Abp1 gene knockout reduces the rates of BCR internalization and movement from the plasma membrane to late endosomes. A, Abp1 gene knockout in mice was confirmed using PCR (top panel) and Western blot (bottom panel). B, Splenic B cells from wt and Abp1^−/− mice were incubated with AF488-F(ab′)₂ goat anti-mouse IgM at 4°C for labeling and cross-linking the surface BCR and then chased at 37°C for 30 min. Cells were fixed, permeabilized, and labeled with anti-Abp1, anti-LAMP-1, and fluorochrome-conjugated secondary Abs. Cells were analyzed using a confocal fluorescence microscope. Shown are representative images of three independent experiments. Bar, 5 µm.

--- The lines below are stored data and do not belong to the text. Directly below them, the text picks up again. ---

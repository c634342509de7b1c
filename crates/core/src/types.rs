//! Request options and the small enums shared across the engine.

use serde::{Deserialize, Serialize};

use crate::error::UpscaleError;

/// Content class of the input; steers model choice and sharpening strength.
#[derive(Debug, Clone, Copy, PartialEq, Eq, Hash, Default, Serialize, Deserialize)]
#[serde(rename_all = "lowercase")]
pub enum UpscaleMode {
    #[default]
    Photo,
    Anime,
    Text,
}

/// Speed/quality tradeoff.
#[derive(Debug, Clone, Copy, PartialEq, Eq, Hash, Default, Serialize, Deserialize)]
#[serde(rename_all = "lowercase")]
pub enum UpscalePreset {
    Fast,
    #[default]
    Balanced,
    High,
}

impl std::fmt::Display for UpscaleMode {
    fn fmt(&self, f: &mut std::fmt::Formatter<'_>) -> std::fmt::Result {
        match self {
            Self::Photo => write!(f, "photo"),
            Self::Anime => write!(f, "anime"),
            Self::Text => write!(f, "text"),
        }
    }
}

impl std::fmt::Display for UpscalePreset {
    fn fmt(&self, f: &mut std::fmt::Formatter<'_>) -> std::fmt::Result {
        match self {
            Self::Fast => write!(f, "fast"),
            Self::Balanced => write!(f, "balanced"),
            Self::High => write!(f, "high"),
        }
    }
}

#[derive(Debug, Clone, Copy, PartialEq, Eq, Serialize, Deserialize)]
pub struct TargetSize {
    pub width: u32,
    pub height: u32,
}

#[derive(Debug, Clone, Copy, PartialEq, Eq, Serialize, Deserialize)]
#[serde(default)]
pub struct TilePolicy {
    pub auto: bool,
    pub size: u32,
    pub overlap: u32,
    /// Upper bound on the output pixel count of one tile.
    pub max_pixels: u64,
}

impl Default for TilePolicy {
    fn default() -> Self {
        Self {
            auto: true,
            size: 512,
            overlap: 16,
            max_pixels: 2048 * 2048,
        }
    }
}

#[derive(Debug, Clone, Copy, PartialEq, Eq, Hash, Default, Serialize, Deserialize)]
pub enum OutputFormat {
    #[default]
    #[serde(rename = "image/png")]
    Png,
    #[serde(rename = "image/jpeg")]
    Jpeg,
    #[serde(rename = "image/webp")]
    Webp,
}

impl OutputFormat {
    pub fn mime_type(self) -> &'static str {
        match self {
            Self::Png => "image/png",
            Self::Jpeg => "image/jpeg",
            Self::Webp => "image/webp",
        }
    }

    pub fn from_mime_type(mime: &str) -> Option<Self> {
        match mime.trim().to_ascii_lowercase().as_str() {
            "image/png" => Some(Self::Png),
            "image/jpeg" | "image/jpg" => Some(Self::Jpeg),
            "image/webp" => Some(Self::Webp),
            _ => None,
        }
    }

    pub fn extension(self) -> &'static str {
        match self {
            Self::Png => "png",
            Self::Jpeg => "jpg",
            Self::Webp => "webp",
        }
    }
}

#[derive(Debug, Clone, Copy, PartialEq, Serialize, Deserialize)]
#[serde(default)]
pub struct OutputOptions {
    pub format: OutputFormat,
    /// 0..1; only JPEG honours it.
    pub quality: f32,
}

impl Default for OutputOptions {
    fn default() -> Self {
        Self {
            format: OutputFormat::Png,
            quality: 0.92,
        }
    }
}

#[derive(Debug, Clone, PartialEq, Serialize, Deserialize)]
#[serde(default)]
pub struct UpscaleOptions {
    pub mode: UpscaleMode,
    pub scale: u32,
    pub preset: UpscalePreset,
    pub fidelity: f32,
    pub use_acceleration: bool,
    /// Carried for host compatibility; no face model is registered so it has no effect.
    pub face_restore: bool,
    pub target_size: Option<TargetSize>,
    pub tile: TilePolicy,
    pub output: OutputOptions,
}

impl Default for UpscaleOptions {
    fn default() -> Self {
        Self {
            mode: UpscaleMode::Photo,
            scale: 2,
            preset: UpscalePreset::Balanced,
            fidelity: 0.5,
            use_acceleration: true,
            face_restore: false,
            target_size: None,
            tile: TilePolicy::default(),
            output: OutputOptions::default(),
        }
    }
}

impl UpscaleOptions {
    pub fn validate(&self) -> Result<(), UpscaleError> {
        if self.scale != 2 && self.scale != 4 {
            return Err(UpscaleError::InvalidOptions(format!(
                "scale must be 2 or 4, got {}",
                self.scale
            )));
        }
        if !(0.0..=1.0).contains(&self.fidelity) {
            return Err(UpscaleError::InvalidOptions(format!(
                "fidelity must be within 0..1, got {}",
                self.fidelity
            )));
        }
        if !(0.0..=1.0).contains(&self.output.quality) {
            return Err(UpscaleError::InvalidOptions(format!(
                "output quality must be within 0..1, got {}",
                self.output.quality
            )));
        }
        if let Some(target) = self.target_size {
            if target.width == 0 || target.height == 0 {
                return Err(UpscaleError::InvalidOptions(
                    "target size must be non-zero".to_string(),
                ));
            }
        }
        Ok(())
    }

    /// Uniform factor from the source size to the output size.
    pub fn scale_factor(&self, width: u32, height: u32) -> f64 {
        match self.target_size {
            Some(target) => (target.width as f64 / width as f64)
                .min(target.height as f64 / height as f64),
            None => self.scale as f64,
        }
    }

    pub fn output_dimensions(&self, width: u32, height: u32) -> (u32, u32) {
        let factor = self.scale_factor(width, height);
        let out_w = (width as f64 * factor).round().max(1.0) as u32;
        let out_h = (height as f64 * factor).round().max(1.0) as u32;
        (out_w, out_h)
    }
}

/// One unit of work: encoded input bytes plus how to upscale them.
#[derive(Debug, Clone)]
pub struct UpscaleRequest {
    pub request_id: String,
    pub image: Vec<u8>,
    pub options: UpscaleOptions,
}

C, Cells were categorized by visual inspection into three different categories, as follows: cells showing extensive colocalization, no colocalization, and partial colocalization between the BCR and LAMP-1. Cells from more than 10 randomly selected fields containing at least 15 cells per field from three independent experiments were inspected. Shown are the average percentages (±SD) of cells in each of the three categories. **, p < 0.01. D, Shown are correlation coefficients between the staining of the BCR and LAMP-1 in ~100 individual cells of three independent experiments. , Represent mean correlation coefficients. **, p < 0.0001. E, The surface BCR was labeled with biotin-F(ab′)₂ goat anti-mouse IgM at 4°C and chased at 37°C for indicated times. Biotin-anti-mouse IgM left on the surface after the chase was detected by PE-streptavidin and quantified using a FACSCalibur. For latrunculin (LAT) treatment, cells were incubated with 5 µM latrunculin before and during the analysis. The data were plotted as the percentages of the surface-labeled BCR at time 0. Shown are the averages (±SD) of three independent experiments. *, p < 0.05; **, p < 0.01.